### DATA SHOWN
::::::

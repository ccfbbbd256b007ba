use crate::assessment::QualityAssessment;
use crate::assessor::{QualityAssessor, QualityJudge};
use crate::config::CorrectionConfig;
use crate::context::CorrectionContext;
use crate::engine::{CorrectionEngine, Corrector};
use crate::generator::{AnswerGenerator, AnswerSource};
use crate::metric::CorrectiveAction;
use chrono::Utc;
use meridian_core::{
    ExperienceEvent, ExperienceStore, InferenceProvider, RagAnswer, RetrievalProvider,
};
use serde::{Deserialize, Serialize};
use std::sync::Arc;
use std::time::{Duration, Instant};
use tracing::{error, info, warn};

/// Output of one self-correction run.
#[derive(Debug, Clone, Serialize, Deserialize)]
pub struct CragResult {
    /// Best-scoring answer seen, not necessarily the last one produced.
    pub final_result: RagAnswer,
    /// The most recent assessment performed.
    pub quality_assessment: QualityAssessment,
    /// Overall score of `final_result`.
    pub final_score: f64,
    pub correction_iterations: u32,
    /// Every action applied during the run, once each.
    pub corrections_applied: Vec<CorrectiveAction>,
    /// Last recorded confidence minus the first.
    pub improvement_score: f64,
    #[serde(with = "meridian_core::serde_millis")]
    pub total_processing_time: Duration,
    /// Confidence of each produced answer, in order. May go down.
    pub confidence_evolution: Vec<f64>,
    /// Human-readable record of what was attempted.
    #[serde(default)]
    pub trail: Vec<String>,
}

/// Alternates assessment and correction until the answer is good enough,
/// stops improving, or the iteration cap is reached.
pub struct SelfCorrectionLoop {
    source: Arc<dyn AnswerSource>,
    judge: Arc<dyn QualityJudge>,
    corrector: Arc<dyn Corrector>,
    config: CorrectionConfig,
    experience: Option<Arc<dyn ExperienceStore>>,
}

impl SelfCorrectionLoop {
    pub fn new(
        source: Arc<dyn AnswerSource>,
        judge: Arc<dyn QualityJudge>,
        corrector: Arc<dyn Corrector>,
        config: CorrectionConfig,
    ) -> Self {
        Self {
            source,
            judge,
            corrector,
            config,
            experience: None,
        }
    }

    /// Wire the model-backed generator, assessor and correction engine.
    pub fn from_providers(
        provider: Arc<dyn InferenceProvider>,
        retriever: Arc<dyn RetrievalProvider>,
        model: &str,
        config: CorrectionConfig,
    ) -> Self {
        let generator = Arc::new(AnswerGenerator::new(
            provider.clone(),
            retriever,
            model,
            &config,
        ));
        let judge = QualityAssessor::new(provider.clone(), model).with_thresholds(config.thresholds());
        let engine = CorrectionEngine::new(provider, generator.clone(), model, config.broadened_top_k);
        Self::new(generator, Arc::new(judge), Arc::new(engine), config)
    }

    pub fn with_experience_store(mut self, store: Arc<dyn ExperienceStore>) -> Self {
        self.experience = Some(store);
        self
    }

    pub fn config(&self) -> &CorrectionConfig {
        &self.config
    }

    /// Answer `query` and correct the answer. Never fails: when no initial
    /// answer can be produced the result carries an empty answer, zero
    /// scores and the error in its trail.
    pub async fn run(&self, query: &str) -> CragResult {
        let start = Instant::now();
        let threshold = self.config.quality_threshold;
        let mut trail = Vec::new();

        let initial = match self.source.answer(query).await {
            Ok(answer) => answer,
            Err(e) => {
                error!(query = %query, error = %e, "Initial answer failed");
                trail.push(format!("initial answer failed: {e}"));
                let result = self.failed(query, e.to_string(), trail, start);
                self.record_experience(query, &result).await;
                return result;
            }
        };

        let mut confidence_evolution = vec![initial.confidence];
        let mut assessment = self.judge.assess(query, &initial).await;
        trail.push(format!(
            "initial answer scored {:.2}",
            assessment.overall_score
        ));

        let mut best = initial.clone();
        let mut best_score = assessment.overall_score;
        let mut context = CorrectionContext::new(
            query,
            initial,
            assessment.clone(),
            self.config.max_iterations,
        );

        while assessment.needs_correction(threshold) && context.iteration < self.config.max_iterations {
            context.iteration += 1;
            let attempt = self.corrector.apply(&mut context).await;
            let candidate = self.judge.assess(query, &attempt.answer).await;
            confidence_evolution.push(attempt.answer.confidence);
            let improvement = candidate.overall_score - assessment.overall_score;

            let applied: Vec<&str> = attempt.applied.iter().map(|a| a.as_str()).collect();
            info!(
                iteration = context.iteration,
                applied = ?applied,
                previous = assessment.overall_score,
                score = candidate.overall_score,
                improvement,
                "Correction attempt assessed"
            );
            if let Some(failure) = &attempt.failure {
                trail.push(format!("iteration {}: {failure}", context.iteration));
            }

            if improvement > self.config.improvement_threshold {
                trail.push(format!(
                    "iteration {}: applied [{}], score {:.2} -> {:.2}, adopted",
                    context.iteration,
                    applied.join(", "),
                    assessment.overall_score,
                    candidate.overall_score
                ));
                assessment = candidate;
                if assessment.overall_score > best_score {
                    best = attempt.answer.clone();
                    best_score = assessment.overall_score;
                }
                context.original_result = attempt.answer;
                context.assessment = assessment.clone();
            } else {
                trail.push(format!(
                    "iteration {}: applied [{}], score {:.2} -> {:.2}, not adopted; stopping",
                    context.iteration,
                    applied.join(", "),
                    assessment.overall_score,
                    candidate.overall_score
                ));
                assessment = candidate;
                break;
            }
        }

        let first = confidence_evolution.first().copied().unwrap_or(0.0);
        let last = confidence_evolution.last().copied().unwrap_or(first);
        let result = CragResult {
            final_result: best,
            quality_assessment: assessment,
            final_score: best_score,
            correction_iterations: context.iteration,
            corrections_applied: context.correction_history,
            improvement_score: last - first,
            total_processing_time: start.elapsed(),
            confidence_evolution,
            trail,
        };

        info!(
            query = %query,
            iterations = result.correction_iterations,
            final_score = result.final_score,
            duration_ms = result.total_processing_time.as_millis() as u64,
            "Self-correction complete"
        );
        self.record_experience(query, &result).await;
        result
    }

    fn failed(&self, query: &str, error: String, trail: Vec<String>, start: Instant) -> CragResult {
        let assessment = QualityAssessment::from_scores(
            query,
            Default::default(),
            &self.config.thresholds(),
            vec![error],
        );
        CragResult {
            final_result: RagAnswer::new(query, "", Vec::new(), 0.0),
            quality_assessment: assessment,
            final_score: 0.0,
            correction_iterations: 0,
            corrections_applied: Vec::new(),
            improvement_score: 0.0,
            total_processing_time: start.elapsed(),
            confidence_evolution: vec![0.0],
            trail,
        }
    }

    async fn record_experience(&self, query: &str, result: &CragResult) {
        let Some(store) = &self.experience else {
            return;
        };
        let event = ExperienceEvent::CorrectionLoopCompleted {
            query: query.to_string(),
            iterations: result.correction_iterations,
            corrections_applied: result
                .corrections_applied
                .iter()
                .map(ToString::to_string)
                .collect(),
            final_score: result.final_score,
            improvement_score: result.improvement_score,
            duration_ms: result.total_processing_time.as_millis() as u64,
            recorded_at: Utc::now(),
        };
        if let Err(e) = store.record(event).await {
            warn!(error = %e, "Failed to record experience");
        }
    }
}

::::::

Find the word "struct" in the entries. Copy each line that holds it.

pub struct CragResult {
pub struct SelfCorrectionLoop {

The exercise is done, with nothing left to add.